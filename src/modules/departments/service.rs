use anyhow::anyhow;
use sqlx::PgPool;
use tracing::instrument;
use uuid::Uuid;

use crate::utils::errors::AppError;

use super::model::{CreateDepartmentDto, Department, UpdateDepartmentDto};

pub struct DepartmentService;

impl DepartmentService {
    #[instrument(skip(db, dto))]
    pub async fn create_department(
        db: &PgPool,
        dto: CreateDepartmentDto,
    ) -> Result<Department, AppError> {
        let department = sqlx::query_as::<_, Department>(
            r#"INSERT INTO departments (name, description)
            VALUES ($1, $2)
            RETURNING id, name, description, created_at, updated_at"#,
        )
        .bind(&dto.name)
        .bind(dto.description.as_deref())
        .fetch_one(db)
        .await
        .map_err(|e| {
            if let sqlx::Error::Database(db_err) = &e {
                if db_err.is_unique_violation() {
                    return AppError::conflict(anyhow!(
                        "A department named '{}' already exists",
                        dto.name
                    ));
                }
            }
            AppError::database(e)
        })?;

        Ok(department)
    }

    #[instrument(skip(db))]
    pub async fn get_departments(db: &PgPool) -> Result<Vec<Department>, AppError> {
        let departments = sqlx::query_as::<_, Department>(
            r#"SELECT id, name, description, created_at, updated_at
            FROM departments
            ORDER BY name, id"#,
        )
        .fetch_all(db)
        .await?;

        Ok(departments)
    }

    #[instrument(skip(db))]
    pub async fn get_department(db: &PgPool, id: Uuid) -> Result<Department, AppError> {
        sqlx::query_as::<_, Department>(
            r#"SELECT id, name, description, created_at, updated_at
            FROM departments WHERE id = $1"#,
        )
        .bind(id)
        .fetch_optional(db)
        .await?
        .ok_or_else(|| AppError::not_found(anyhow!("Department not found")))
    }

    #[instrument(skip(db, dto))]
    pub async fn update_department(
        db: &PgPool,
        id: Uuid,
        dto: UpdateDepartmentDto,
    ) -> Result<Department, AppError> {
        let department = sqlx::query_as::<_, Department>(
            r#"UPDATE departments
            SET name = COALESCE($2, name),
                description = COALESCE($3, description),
                updated_at = NOW()
            WHERE id = $1
            RETURNING id, name, description, created_at, updated_at"#,
        )
        .bind(id)
        .bind(dto.name.as_deref())
        .bind(dto.description.as_deref())
        .fetch_optional(db)
        .await
        .map_err(|e| {
            if let sqlx::Error::Database(db_err) = &e {
                if db_err.is_unique_violation() {
                    return AppError::conflict(anyhow!("That department name is already taken"));
                }
            }
            AppError::database(e)
        })?
        .ok_or_else(|| AppError::not_found(anyhow!("Department not found")))?;

        Ok(department)
    }

    #[instrument(skip(db))]
    pub async fn delete_department(db: &PgPool, id: Uuid) -> Result<(), AppError> {
        let result = sqlx::query(r#"DELETE FROM departments WHERE id = $1"#)
            .bind(id)
            .execute(db)
            .await?;

        if result.rows_affected() == 0 {
            return Err(AppError::not_found(anyhow!("Department not found")));
        }

        Ok(())
    }
}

────────────────────

Whatever appears in the records must be returned exactly.

§ Response to the exercise:
filename src/modules/departments/service.rs
use anyhow::anyhow;
use sqlx::PgPool;
use tracing::instrument;
use uuid::Uuid;

use crate::utils::errors::AppError;

use super::model::{CreateDepartmentDto, Department, UpdateDepartmentDto};

pub struct DepartmentService;

impl DepartmentService {
    #[instrument(skip(db, dto))]
    pub async fn create_department(
        db: &PgPool,
        dto: CreateDepartmentDto,
    ) -> Result<Department, AppError> {
        let department = sqlx::query_as::<_, Department>(
            r#"INSERT INTO departments (name, description)
            VALUES ($1, $2)
            RETURNING id, name, description, created_at, updated_at"#,
        )
        .bind(&dto.name)
        .bind(dto.description.as_deref())
        .fetch_one(db)
        .await
        .map_err(|e| {
            if let sqlx::Error::Database(db_err) = &e {
                if db_err.is_unique_violation() {
                    return AppError::conflict(anyhow!(
                        "A department named '{}' already exists",
                        dto.name
                    ));
                }
            }
            AppError::database(e)
        })?;

        Ok(department)
    }

    #[instrument(skip(db))]
    pub async fn get_departments(db: &PgPool) -> Result<Vec<Department>, AppError> {
        let departments = sqlx::query_as::<_, Department>(
            r#"SELECT id, name, description, created_at, updated_at
            FROM departments
            ORDER BY name, id"#,
        )
        .fetch_all(db)
        .await?;

        Ok(departments)
    }

    #[instrument(skip(db))]
    pub async fn get_department(db: &PgPool, id: Uuid) -> Result<Department, AppError> {
        sqlx::query_as::<_, Department>(
            r#"SELECT id, name, description, created_at, updated_at
            FROM departments WHERE id = $1"#,
        )
        .bind(id)
        .fetch_optional(db)
        .await?
        .ok_or_else(|| AppError::not_found(anyhow!("Department not found")))
    }

    #[instrument(skip(db, dto))]
    pub async fn update_department(
        db: &PgPool,
        id: Uuid,
        dto: UpdateDepartmentDto,
    ) -> Result<Department, AppError> {
        let department = sqlx::query_as::<_, Department>(
            r#"UPDATE departments
            SET name = COALESCE($2, name),
                description = COALESCE($3, description),
                updated_at = NOW()
            WHERE id = $1
            RETURNING id, name, description, created_at, updated_at"#,
        )
        .bind(id)
        .bind(dto.name.as_deref())
        .bind(dto.description.as_deref())
        .fetch_optional(db)
        .await
        .map_err(|e| {
            if let sqlx::Error::Database(db_err) = &e {
                if db_err.is_unique_violation() {
                    return AppError::conflict(anyhow!("That department name is already taken"));
                }
            }
            AppError::database(e)
        })?
        .ok_or_else(|| AppError::not_found(anyhow!("Department not found")))?;

        Ok(department)
    }

    #[instrument(skip(db))]
    pub async fn delete_department(db: &PgPool, id: Uuid) -> Result<(), AppError> {
        let result = sqlx::query(r#"DELETE FROM departments WHERE id = $1"#)
            .bind(id)
            .execute(db)
            .await?;

        if result.rows_affected() == 0 {
            return Err(AppError::not_found(anyhow!("Department not found")));
        }

        Ok(())
    }
}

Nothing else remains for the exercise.